Агроном наябедничал директору, что совхозный конюх в личных целях эксплуатирует государственное имущество в лице мерина по кличке Москвич. Директор принял сторону молодого специалиста. Резюме его было кратким: "Совхозный мерин должен содержаться в совхозной конюшне". Вечером дед отвёл Москвича на конюшню. Удивлённый странным новшеством, бедолага оглядел своё новое пристанище, и оно ему не понравилось. Солома была прелой и горчила. Одинокая створка ворот конюшни болталась на одной петле. Сквозь худую крышу из космической невесомости подмигивали мерину далёкие планеты и холодные звезды. Хуже всего были мыши. Они возились, пищали и нагло суетились под ногами. Москвичу вспомнился тёплый хлев, свежее пахучее сено, хоть и беспокойный, но привычный пьяница козёл. Тоска по всему этому так защемила в конской груди, что он, тряханув головой, оборвал привязь и вылетел наружу. Пять минут спустя он уже требовательно ржал у калитки дедушкиного дома. На следующую ночь всё повторилось сначала. Сбежавшего в третий раз коня дедушка возвращать в конюшню не стал, а привёл его к дому совхозного начальства. Осторожно, чтобы не наделать лишнего шума, дед завёл мерина на второй этаж и поставил мордой к директорской двери. Потом нажал кнопку звонка, скоренько спустился вниз и скрылся в тёмной ночи. Запойный временами директор распахнул двери и увидел перед собой лошадиную морду. Не смотря на свою партийную принадлежность, директор сказал: "Господи Иисусе", - и перекрестился. Потом задумчиво добавил: "Пора завязывать". От густого самогонного перегара конь фыркнул, обнаружив своё отнюдь не глюковое происхождение. На непонятный шум отворилась дверь напротив. Увидев перед собой противоположную морде часть лошадиного туловища, прыщавый агроном спросонок, в страхе замахал руками. Вначале оба деревенских интеллектуала растерялись, а когда очухались, стали думать, как им эту скотину спровадить вниз. О том, чтобы вывести коня по лестничным ступеням задним ходом, не могло быть и речи. Конь так не ходит. Но и развернуться на узкой площадке было просто невозможно. Тогда два умника решили затолкать мерина крупом в квартиру агронома, а затем, развернув его передом к лестнице, осторожно вывести на улицу. Когда коня втиснули в узкую, только что отремонтированную прихожую, в ноздри ему ударил резкий запах краски, и он встал, как вкопанный. Новые агрономовы башмаки поплыли в пенном потоке по направлению спальни. И уплыли бы, не придави их сверху тяжёлая конская лепёшка.
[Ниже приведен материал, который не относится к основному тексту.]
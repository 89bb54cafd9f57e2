//! Logging init: append to a log file under the XDG state dir, echoing
//! warnings (retry notices) to stderr. Falls back to stderr only.

use anyhow::Result;
use std::fs;
use std::io;
use std::path::PathBuf;
use std::sync::Mutex;
use tracing::Level;
use tracing_subscriber::fmt::writer::MakeWriterExt;
use tracing_subscriber::EnvFilter;

const DEFAULT_FILTER: &str = "info,infratest_core=debug";

fn env_filter() -> EnvFilter {
    EnvFilter::try_from_default_env().unwrap_or_else(|_| EnvFilter::new(DEFAULT_FILTER))
}

fn file_subscriber(file: fs::File) -> impl tracing::Subscriber + Send + Sync + 'static {
    let writer = Mutex::new(file).and(io::stderr.with_max_level(Level::WARN));
    tracing_subscriber::fmt()
        .with_env_filter(env_filter())
        .with_writer(writer)
        .with_ansi(false)
        .finish()
}

/// Path of the log file: `~/.local/state/infratest/infratest.log`.
pub fn log_file_path() -> Result<PathBuf> {
    let xdg_dirs = xdg::BaseDirectories::with_prefix("infratest")?;
    Ok(xdg_dirs.get_state_home().join("infratest.log"))
}

/// Install the file logger. Errors (unwritable state dir, subscriber already
/// set) are returned so the caller can use [`init_logging_stderr`] instead.
pub fn init_logging() -> Result<()> {
    let path = log_file_path()?;
    if let Some(dir) = path.parent() {
        fs::create_dir_all(dir)?;
    }
    let file = fs::OpenOptions::new().create(true).append(true).open(&path)?;

    tracing::subscriber::set_global_default(file_subscriber(file))
        .map_err(|e| anyhow::anyhow!("install log subscriber: {}", e))?;
    tracing::info!(path = %path.display(), "logging initialized");
    Ok(())
}

/// Log to stderr only.
pub fn init_logging_stderr() {
    let _ = tracing_subscriber::fmt()
        .with_env_filter(env_filter())
        .with_writer(io::stderr)
        .with_ansi(false)
        .try_init();
}
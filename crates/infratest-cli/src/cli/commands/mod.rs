//! CLI command handlers, one per file.

mod catalogs;
mod classify;
mod run;
mod wait_http;

pub use catalogs::run_catalogs;
pub use classify::run_classify;
pub use run::run_command;
pub use wait_http::run_wait_http;
//! CLI parse tests.

use super::{Cli, CliCommand, PolicyArgs};
use clap::Parser;
use infratest_core::config::InfratestConfig;
use std::time::Duration;

fn parse(args: &[&str]) -> CliCommand {
    let cli = Cli::try_parse_from(args).unwrap();
    cli.command
}

#[test]
fn cli_parse_run() {
    match parse(&[
        "infratest",
        "run",
        "--catalog",
        "terraform",
        "--catalog",
        "aws",
        "--max-retries",
        "5",
        "--",
        "terraform",
        "apply",
        "-auto-approve",
    ]) {
        CliCommand::Run {
            catalogs,
            policy,
            description,
            command,
        } => {
            assert_eq!(catalogs, vec!["terraform", "aws"]);
            assert_eq!(policy.max_retries, Some(5));
            assert!(policy.interval_secs.is_none());
            assert!(description.is_none());
            assert_eq!(command, vec!["terraform", "apply", "-auto-approve"]);
        }
        _ => panic!("expected Run"),
    }
}

#[test]
fn cli_parse_run_requires_command() {
    assert!(Cli::try_parse_from(["infratest", "run"]).is_err());
}

#[test]
fn cli_parse_classify() {
    match parse(&["infratest", "classify", "--catalog", "ssh", "connection refused"]) {
        CliCommand::Classify { catalogs, text } => {
            assert_eq!(catalogs, vec!["ssh"]);
            assert_eq!(text, "connection refused");
        }
        _ => panic!("expected Classify"),
    }
}

#[test]
fn cli_parse_catalogs() {
    match parse(&["infratest", "catalogs", "--json"]) {
        CliCommand::Catalogs { json } => assert!(json),
        _ => panic!("expected Catalogs"),
    }
}

#[test]
fn cli_parse_wait_http_defaults() {
    match parse(&["infratest", "wait-http", "http://localhost:8080"]) {
        CliCommand::WaitHttp {
            url, status, body, ..
        } => {
            assert_eq!(url, "http://localhost:8080");
            assert_eq!(status, 200);
            assert_eq!(body, "");
        }
        _ => panic!("expected WaitHttp"),
    }
}

#[test]
fn cli_parse_global_config() {
    let cli = Cli::try_parse_from(["infratest", "catalogs", "--config", "/tmp/x.toml"]).unwrap();
    assert_eq!(cli.config.as_deref(), Some(std::path::Path::new("/tmp/x.toml")));
}

#[test]
fn policy_flags_override_config() {
    let cfg = InfratestConfig::default();
    let args = PolicyArgs {
        max_retries: Some(30),
        interval_secs: Some(0.25),
    };
    let p = args.policy("probe", &cfg).unwrap();
    assert_eq!(p.max_retries(), 30);
    assert_eq!(p.interval(), Duration::from_millis(250));

    let p = PolicyArgs::default().policy("probe", &cfg).unwrap();
    assert_eq!(p.max_retries(), cfg.retry.max_retries);
    assert_eq!(p.interval(), cfg.retry.interval());
}

#[test]
fn negative_interval_flag_is_rejected() {
    let args = PolicyArgs {
        max_retries: None,
        interval_secs: Some(-1.0),
    };
    assert!(args.policy("probe", &InfratestConfig::default()).is_err());
}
На этом дедушкина деревенская карьера закончилась. Ему, как пенсионеру предложили уйти на заслуженный отдых и освободить служебную жилплощадь. Дедушка возвратился в пустую к тому времени, свою коммунальную комнату.
Как-то раз от скуки забрёл дедушка на митинг и в пламенной ораторше узнал свою первую любовь. Они встретились, поговорили. Дедушка предложил ей последнюю часть жизненного пути пройти вместе. Она согласилась с условием, что посвятят они этот короткий отрезок пути борьбе за светлое будущее. Дедушка бороться, пусть и не с лучшей частью своего народа, наотрез отказался. Сделка не состоялась. Непьющий дедушка купил бутылку водки, всю её выпил, лёг спать и больше не проснулся. Если бы у наших медиков была соответствующая аппаратура, то они смогли бы убедиться, что скончался старче не от дряхлости или хвори, а исключительно от неразделённой любви на почве внутрипартийных противоречий.
Совсем ещё недавно сидел на скамейке во дворе старичок. В стране гремели взрывы, строились и рушились пирамиды, пухли, как на дрожжах огромные состояния, вспыхивали и уходили в забытье политические звёзды. А он сидел и смотрел на мир глазами, которые светились детской наивностью, житейской мудростью и каким-то ровным тихим светом. Что-то известно было ему такое, о чём мы, спешащие мимо, не ведали. Так и подмывало подойти и поговорить с ним. Подмывало, да не подошли. Теперь уж поздно. Но бесспорно одно: глаза эти смотрели на нас из нашего, не такого уж и далёкого, будущего.